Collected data
· · ·

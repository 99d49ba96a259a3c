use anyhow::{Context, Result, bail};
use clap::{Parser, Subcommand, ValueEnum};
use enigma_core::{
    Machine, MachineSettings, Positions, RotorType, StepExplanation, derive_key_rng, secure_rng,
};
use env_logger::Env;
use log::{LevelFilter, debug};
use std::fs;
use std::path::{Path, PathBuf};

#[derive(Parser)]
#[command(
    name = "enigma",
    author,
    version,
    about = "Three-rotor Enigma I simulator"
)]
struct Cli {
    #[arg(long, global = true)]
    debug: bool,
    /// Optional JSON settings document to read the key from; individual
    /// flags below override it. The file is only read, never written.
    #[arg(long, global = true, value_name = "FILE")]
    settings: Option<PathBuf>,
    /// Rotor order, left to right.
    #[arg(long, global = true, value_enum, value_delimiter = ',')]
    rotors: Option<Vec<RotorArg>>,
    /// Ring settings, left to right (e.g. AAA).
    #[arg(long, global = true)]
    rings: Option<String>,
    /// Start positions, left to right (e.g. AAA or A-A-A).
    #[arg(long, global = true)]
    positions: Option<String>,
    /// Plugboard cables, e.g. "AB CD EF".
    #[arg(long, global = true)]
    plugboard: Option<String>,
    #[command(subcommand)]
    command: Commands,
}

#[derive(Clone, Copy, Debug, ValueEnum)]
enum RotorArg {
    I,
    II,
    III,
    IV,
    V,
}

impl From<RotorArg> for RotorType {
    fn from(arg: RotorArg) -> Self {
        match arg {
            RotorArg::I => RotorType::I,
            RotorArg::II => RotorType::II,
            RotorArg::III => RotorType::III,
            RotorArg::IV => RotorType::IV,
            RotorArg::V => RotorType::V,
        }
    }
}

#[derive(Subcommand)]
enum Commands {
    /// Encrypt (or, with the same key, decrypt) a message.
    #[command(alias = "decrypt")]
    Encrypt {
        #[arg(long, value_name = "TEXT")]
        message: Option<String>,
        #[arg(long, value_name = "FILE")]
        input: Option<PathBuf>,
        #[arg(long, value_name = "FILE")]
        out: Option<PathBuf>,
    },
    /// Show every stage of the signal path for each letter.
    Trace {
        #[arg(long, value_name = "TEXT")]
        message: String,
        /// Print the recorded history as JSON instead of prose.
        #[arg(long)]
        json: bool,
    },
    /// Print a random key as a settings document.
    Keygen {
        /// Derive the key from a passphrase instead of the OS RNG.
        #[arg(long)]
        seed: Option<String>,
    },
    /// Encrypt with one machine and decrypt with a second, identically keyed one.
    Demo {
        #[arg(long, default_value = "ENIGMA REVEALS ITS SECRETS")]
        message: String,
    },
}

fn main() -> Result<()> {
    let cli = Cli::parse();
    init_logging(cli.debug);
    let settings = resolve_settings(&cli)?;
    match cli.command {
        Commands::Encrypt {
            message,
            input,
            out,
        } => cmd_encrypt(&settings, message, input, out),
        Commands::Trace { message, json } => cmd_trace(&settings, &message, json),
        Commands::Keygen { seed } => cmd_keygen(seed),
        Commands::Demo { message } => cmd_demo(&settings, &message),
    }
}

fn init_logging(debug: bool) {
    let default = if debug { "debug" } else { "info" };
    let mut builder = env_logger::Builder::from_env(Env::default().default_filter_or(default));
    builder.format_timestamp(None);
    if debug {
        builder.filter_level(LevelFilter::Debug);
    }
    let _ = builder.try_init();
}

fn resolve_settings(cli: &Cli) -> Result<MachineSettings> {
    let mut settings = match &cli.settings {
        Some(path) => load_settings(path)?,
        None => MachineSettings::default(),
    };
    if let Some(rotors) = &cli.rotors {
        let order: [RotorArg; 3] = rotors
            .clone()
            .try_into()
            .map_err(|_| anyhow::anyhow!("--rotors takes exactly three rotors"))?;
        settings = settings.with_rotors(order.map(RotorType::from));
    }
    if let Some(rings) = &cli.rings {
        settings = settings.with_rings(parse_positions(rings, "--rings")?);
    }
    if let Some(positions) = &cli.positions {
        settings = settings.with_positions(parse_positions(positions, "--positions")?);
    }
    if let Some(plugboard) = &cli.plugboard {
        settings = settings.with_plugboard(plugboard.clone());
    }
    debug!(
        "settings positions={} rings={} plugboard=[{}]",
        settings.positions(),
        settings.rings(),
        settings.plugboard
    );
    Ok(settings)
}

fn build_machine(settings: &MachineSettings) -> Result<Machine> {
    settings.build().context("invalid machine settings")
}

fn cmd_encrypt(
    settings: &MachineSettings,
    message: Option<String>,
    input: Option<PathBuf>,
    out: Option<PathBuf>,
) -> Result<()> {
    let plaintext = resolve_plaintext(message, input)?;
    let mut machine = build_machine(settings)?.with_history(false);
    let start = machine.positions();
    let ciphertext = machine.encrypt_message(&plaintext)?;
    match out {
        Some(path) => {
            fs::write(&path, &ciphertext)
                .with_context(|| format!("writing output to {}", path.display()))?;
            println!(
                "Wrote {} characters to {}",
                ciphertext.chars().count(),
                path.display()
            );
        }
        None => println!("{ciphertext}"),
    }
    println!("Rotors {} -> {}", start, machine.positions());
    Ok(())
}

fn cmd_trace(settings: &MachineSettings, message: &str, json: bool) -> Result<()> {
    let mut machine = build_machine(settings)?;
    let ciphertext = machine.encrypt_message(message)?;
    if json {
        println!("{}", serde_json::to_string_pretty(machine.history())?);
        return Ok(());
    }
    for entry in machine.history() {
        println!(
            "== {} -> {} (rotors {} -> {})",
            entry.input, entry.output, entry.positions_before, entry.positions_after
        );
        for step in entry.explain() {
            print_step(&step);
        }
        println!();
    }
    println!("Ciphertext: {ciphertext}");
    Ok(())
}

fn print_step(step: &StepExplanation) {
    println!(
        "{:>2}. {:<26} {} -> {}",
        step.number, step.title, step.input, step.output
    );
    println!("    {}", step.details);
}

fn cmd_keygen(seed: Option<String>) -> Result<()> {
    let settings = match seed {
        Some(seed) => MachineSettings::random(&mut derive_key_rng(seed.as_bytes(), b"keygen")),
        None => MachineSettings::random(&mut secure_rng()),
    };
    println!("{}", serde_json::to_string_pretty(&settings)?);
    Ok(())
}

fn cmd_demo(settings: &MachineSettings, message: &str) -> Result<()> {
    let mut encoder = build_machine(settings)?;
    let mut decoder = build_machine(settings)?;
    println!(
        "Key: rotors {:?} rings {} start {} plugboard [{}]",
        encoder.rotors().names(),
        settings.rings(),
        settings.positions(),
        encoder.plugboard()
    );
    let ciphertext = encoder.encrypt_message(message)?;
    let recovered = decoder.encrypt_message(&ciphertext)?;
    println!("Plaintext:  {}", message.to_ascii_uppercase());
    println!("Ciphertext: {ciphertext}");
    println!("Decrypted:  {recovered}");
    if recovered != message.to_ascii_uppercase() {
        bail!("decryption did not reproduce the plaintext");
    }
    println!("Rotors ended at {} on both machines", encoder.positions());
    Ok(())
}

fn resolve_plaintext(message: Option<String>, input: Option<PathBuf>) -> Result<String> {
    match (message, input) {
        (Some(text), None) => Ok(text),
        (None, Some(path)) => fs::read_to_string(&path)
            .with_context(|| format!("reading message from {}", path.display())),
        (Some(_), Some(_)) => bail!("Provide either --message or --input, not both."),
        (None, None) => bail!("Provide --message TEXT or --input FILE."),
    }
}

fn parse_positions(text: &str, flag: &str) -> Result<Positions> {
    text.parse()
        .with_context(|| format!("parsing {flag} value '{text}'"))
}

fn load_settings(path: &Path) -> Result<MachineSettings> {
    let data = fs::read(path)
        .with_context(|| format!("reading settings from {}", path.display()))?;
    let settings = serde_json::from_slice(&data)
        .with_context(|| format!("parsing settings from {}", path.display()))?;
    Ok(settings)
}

· · ·

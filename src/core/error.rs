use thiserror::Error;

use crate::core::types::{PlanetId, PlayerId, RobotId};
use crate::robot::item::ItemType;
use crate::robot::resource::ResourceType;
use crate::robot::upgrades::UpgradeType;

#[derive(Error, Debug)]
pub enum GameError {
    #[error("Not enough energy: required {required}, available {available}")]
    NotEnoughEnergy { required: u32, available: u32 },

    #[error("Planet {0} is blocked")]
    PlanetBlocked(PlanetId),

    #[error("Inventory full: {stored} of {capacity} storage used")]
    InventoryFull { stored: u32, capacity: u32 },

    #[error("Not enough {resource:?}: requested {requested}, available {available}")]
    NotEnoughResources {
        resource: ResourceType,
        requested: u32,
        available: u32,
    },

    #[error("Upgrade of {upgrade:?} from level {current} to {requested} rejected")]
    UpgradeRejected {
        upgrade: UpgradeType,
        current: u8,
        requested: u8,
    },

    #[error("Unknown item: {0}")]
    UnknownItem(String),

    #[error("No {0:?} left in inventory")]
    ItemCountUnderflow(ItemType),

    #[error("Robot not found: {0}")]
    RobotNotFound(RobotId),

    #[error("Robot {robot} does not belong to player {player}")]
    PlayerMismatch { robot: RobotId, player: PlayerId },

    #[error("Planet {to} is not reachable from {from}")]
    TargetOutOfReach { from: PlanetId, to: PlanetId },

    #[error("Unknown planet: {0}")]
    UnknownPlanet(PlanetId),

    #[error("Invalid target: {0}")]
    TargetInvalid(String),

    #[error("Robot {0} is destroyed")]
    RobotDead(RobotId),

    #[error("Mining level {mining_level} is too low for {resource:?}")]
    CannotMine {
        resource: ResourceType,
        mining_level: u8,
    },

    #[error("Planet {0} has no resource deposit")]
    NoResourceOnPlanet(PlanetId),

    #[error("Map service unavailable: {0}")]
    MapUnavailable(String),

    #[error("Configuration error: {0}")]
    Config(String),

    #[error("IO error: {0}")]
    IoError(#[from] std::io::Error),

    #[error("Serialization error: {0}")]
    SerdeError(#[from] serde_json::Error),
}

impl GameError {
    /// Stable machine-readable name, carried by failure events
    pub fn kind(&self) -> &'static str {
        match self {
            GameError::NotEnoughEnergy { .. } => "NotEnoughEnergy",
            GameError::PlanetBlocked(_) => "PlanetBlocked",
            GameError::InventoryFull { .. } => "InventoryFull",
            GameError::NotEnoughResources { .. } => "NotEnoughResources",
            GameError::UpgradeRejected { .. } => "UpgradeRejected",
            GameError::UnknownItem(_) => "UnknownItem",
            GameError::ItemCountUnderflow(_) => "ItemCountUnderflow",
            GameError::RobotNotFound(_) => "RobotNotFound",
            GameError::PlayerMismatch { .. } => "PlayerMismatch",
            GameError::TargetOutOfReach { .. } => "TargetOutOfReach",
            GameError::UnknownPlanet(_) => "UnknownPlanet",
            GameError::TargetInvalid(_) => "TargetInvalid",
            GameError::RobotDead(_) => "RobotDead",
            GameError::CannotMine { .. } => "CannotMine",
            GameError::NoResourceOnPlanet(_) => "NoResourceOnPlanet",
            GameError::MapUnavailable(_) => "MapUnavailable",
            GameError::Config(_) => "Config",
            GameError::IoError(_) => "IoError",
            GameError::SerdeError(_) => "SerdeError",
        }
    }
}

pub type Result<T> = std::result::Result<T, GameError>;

· · ·

• _Exercise_
Take the entries above and copy out all lines with the string "RotorType".

• _Result for this exercise_
    Machine, MachineSettings, Positions, RotorType, StepExplanation, derive_key_rng, secure_rng,
impl From<RotorArg> for RotorType {
            RotorArg::I => RotorType::I,
            RotorArg::II => RotorType::II,
            RotorArg::III => RotorType::III,
            RotorArg::IV => RotorType::IV,
            RotorArg::V => RotorType::V,
        settings = settings.with_rotors(order.map(RotorType::from));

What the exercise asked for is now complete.